Exercise prompt: A single number is all that's needed: how many lines in the data contain the string "InvalidRating".

Data for this exercise:
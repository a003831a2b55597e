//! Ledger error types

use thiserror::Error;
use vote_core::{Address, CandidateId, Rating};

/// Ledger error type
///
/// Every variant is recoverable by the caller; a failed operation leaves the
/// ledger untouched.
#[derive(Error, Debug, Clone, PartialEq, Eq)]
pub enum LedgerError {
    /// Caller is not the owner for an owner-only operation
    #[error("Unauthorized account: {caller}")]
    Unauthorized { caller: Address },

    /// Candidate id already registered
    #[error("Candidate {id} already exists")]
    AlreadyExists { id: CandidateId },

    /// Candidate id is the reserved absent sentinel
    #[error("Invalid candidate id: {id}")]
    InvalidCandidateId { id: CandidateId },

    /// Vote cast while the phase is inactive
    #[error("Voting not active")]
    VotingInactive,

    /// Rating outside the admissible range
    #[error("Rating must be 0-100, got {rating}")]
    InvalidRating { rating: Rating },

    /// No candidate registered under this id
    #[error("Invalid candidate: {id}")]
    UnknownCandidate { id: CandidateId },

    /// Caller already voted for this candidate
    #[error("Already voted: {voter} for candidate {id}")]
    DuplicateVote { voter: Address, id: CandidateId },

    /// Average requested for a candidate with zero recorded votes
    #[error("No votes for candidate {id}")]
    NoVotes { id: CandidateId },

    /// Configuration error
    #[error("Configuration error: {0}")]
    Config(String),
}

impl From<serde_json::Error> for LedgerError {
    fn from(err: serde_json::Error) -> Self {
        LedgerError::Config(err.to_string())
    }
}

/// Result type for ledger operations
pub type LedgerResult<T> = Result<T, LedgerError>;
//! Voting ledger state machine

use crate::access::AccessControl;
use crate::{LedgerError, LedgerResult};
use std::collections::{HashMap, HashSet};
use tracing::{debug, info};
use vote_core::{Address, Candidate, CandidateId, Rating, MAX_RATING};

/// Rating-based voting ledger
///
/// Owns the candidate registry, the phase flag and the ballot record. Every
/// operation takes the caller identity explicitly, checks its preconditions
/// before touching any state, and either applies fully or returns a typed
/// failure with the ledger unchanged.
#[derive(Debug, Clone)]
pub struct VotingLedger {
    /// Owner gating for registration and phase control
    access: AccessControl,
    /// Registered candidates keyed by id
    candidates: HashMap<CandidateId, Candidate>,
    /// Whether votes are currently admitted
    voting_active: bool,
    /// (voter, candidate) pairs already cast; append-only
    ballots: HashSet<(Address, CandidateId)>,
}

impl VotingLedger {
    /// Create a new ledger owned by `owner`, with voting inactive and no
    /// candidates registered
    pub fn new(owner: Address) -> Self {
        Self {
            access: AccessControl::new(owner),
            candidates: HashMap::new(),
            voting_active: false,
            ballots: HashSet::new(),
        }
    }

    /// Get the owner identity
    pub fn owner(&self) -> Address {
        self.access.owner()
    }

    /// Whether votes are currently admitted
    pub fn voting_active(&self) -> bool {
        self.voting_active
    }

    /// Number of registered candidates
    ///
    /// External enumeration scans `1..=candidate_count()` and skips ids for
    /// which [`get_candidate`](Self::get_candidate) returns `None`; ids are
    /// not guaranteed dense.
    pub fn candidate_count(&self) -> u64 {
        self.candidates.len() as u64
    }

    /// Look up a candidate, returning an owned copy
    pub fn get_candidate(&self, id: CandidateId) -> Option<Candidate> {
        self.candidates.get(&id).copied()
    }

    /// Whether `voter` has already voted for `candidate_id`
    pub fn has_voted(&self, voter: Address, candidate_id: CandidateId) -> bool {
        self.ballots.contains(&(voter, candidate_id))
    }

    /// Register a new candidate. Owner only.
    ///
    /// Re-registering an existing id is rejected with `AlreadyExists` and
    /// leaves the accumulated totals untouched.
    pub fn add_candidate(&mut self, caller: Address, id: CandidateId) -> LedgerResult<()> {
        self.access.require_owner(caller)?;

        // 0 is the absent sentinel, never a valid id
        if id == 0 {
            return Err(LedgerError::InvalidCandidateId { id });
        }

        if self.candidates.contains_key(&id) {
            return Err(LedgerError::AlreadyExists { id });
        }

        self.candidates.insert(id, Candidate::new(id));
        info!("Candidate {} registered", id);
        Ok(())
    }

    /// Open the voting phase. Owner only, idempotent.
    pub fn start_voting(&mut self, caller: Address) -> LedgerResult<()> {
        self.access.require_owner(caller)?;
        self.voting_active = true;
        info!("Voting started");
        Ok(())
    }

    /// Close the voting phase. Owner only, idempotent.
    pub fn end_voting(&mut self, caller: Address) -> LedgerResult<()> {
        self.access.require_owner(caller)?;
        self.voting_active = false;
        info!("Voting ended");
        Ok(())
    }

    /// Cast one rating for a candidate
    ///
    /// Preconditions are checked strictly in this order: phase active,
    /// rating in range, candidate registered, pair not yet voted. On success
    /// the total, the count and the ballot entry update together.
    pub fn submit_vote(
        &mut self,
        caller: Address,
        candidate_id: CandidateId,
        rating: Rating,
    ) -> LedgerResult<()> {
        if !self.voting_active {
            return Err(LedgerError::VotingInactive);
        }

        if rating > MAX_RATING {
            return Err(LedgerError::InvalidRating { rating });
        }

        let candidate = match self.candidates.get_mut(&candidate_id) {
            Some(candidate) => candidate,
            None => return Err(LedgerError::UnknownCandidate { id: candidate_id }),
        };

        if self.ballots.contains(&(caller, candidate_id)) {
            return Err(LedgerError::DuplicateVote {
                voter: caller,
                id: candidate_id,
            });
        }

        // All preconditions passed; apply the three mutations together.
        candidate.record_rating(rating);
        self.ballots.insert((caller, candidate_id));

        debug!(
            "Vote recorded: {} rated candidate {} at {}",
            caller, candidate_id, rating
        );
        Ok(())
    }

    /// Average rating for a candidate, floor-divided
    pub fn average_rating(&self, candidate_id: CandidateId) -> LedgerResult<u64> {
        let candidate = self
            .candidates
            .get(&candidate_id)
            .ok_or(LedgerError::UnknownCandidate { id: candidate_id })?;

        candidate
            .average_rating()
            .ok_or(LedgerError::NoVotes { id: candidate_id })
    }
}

Solution for this exercise: 2